__DATA SHOWN__
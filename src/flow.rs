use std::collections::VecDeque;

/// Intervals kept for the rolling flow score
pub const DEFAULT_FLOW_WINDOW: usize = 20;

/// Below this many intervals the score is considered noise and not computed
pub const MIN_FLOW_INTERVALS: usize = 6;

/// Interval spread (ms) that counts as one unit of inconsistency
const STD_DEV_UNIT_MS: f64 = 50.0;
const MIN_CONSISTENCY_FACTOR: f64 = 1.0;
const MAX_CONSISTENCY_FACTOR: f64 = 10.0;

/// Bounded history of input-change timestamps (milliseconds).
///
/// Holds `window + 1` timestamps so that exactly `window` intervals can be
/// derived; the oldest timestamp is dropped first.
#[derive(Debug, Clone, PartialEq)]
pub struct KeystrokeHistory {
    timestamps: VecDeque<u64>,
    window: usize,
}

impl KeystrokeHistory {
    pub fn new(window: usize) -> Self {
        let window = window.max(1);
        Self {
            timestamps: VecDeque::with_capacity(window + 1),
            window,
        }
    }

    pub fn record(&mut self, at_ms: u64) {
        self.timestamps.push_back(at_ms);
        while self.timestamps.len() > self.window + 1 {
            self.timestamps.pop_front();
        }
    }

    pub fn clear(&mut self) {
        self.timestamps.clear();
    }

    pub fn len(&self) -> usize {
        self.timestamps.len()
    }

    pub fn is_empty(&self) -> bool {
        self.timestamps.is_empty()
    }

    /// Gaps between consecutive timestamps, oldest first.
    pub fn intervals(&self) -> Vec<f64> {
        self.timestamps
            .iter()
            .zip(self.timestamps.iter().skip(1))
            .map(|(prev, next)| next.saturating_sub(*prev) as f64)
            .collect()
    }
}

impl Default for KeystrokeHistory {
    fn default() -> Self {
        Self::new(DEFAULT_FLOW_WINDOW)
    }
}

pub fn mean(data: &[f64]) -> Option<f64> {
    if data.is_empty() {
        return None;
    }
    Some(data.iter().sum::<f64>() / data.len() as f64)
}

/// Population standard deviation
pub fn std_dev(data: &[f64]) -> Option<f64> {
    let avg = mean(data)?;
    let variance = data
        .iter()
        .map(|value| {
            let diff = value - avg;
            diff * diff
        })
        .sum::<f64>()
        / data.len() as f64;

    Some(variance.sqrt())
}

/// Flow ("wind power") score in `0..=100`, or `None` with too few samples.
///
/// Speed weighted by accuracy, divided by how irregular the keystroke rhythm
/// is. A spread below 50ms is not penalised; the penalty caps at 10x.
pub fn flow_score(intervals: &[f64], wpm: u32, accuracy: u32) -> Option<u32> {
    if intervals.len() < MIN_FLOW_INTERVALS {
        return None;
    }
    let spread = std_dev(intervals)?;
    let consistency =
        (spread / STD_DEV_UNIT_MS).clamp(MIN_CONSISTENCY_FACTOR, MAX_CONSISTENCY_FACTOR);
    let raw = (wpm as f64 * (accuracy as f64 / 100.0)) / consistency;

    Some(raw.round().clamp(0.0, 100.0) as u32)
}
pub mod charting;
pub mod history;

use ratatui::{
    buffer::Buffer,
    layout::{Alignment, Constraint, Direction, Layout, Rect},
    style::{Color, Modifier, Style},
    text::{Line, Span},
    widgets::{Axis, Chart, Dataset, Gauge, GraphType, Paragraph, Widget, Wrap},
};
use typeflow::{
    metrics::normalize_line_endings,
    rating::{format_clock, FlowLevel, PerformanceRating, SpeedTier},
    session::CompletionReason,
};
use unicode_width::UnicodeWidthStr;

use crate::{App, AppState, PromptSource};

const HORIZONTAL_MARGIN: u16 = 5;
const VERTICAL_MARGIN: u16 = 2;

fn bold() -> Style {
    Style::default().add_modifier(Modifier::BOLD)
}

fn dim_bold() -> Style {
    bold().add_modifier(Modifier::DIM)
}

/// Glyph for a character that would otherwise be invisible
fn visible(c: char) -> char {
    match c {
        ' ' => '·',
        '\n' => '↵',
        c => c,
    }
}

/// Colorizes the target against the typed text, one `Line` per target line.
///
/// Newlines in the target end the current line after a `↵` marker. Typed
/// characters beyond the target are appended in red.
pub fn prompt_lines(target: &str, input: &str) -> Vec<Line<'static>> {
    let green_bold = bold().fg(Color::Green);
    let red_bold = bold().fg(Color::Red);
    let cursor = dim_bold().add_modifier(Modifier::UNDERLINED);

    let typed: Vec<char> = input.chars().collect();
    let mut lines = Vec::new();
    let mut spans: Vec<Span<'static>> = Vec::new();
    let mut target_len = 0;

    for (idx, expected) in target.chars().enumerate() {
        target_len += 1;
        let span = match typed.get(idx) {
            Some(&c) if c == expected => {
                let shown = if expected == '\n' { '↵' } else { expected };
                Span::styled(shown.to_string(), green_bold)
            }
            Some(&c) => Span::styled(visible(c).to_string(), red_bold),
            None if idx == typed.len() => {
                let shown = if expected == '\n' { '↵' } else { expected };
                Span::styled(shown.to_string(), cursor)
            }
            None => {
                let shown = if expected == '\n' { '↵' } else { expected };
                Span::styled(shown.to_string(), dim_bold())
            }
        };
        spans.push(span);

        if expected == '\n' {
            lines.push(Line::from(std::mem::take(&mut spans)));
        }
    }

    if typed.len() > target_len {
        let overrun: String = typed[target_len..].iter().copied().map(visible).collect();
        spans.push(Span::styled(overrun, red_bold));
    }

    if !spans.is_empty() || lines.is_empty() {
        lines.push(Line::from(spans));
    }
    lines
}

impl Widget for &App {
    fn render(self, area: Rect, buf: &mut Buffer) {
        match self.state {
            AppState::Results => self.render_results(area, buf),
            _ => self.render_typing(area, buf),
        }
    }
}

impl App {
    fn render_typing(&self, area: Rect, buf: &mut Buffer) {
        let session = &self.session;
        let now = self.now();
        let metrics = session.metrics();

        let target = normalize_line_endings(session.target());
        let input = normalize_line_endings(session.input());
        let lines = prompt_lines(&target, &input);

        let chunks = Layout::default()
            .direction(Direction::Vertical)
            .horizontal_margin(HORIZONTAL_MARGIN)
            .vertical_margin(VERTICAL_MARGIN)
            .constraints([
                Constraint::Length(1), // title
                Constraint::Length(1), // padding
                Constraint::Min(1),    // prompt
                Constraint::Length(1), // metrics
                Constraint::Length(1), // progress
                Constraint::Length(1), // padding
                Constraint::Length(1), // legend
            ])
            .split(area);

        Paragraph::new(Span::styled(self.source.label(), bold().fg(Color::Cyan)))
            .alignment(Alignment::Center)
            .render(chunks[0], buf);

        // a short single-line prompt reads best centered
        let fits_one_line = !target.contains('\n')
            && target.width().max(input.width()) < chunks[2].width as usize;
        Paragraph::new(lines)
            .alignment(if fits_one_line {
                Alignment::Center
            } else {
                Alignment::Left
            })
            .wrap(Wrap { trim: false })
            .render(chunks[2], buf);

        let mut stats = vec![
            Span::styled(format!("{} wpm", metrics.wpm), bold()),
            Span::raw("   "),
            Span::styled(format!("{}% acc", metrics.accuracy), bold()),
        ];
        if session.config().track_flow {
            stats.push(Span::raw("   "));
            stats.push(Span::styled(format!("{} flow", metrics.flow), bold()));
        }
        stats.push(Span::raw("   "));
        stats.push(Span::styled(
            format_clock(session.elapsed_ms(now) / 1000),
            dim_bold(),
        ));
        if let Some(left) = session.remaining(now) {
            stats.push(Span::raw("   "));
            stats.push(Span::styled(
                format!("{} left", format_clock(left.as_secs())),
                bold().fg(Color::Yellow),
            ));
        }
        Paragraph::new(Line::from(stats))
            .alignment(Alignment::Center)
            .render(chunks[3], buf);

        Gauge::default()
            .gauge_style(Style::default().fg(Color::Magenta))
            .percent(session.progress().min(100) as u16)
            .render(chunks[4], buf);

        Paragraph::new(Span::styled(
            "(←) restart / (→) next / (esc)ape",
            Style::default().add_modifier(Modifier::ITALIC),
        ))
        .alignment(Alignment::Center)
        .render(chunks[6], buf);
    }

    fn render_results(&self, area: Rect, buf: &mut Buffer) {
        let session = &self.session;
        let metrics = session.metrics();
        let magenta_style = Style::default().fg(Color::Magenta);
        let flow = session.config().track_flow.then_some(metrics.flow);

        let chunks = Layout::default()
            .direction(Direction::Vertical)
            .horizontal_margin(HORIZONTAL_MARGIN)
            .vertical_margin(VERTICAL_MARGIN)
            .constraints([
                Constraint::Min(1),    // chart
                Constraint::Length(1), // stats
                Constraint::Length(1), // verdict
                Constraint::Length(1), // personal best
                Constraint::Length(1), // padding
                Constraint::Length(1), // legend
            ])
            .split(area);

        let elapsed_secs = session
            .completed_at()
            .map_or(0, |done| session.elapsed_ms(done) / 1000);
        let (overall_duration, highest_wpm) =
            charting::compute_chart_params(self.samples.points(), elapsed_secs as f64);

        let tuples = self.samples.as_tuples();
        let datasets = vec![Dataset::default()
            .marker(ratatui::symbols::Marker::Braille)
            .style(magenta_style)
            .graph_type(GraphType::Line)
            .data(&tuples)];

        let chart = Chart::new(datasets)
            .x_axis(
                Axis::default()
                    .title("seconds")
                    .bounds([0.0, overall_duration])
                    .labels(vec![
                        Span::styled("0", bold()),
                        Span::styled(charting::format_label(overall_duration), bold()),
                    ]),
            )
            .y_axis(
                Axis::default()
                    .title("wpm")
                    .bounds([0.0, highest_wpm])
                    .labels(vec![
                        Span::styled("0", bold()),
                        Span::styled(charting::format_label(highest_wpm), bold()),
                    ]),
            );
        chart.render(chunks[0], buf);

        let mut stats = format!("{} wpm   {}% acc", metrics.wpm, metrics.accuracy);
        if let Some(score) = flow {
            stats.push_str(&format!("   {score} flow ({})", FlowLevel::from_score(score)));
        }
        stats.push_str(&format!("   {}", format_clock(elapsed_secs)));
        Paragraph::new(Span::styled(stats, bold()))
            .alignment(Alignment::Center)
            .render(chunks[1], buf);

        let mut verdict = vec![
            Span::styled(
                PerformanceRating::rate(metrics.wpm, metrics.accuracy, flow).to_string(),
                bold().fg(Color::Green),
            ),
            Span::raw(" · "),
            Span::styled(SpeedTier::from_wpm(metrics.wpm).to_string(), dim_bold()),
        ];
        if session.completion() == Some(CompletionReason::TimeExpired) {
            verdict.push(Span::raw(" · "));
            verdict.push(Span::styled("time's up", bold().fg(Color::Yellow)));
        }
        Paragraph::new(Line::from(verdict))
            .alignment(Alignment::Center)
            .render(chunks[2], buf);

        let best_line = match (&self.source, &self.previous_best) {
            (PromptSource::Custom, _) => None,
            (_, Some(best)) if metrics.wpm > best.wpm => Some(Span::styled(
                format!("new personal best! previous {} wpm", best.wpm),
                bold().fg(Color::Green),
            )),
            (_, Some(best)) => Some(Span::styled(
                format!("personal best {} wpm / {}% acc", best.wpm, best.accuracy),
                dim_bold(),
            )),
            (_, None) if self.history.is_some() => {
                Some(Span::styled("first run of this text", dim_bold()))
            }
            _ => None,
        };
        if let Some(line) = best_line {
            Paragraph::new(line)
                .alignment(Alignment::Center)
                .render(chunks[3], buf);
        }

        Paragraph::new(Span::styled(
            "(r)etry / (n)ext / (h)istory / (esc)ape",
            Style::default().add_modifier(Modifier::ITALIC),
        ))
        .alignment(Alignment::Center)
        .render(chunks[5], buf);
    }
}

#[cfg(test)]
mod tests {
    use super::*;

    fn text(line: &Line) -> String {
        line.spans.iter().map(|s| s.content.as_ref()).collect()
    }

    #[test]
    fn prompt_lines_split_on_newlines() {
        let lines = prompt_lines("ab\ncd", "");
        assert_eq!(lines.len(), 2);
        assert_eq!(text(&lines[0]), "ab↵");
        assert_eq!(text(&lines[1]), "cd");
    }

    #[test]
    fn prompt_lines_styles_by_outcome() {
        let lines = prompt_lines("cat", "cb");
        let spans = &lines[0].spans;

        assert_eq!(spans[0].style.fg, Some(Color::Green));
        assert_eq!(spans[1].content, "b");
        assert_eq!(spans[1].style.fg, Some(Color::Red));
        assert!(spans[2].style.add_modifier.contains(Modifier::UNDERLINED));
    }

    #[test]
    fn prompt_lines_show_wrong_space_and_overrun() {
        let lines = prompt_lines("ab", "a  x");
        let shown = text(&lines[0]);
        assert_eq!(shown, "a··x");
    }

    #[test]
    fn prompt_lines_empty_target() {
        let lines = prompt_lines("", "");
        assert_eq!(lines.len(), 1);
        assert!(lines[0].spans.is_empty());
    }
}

__ACTIVITY__
Output only an exact transcription of the lines above from the one with "let cursor = dim_bold().add_modifier(Modifier::UNDERLINED);" up to and including the one with "Some(&c) if c".

__ANSWER__
    let cursor = dim_bold().add_modifier(Modifier::UNDERLINED);

    let typed: Vec<char> = input.chars().collect();
    let mut lines = Vec::new();
    let mut spans: Vec<Span<'static>> = Vec::new();
    let mut target_len = 0;

    for (idx, expected) in target.chars().enumerate() {
        target_len += 1;
        let span = match typed.get(idx) {
            Some(&c) if c == expected => {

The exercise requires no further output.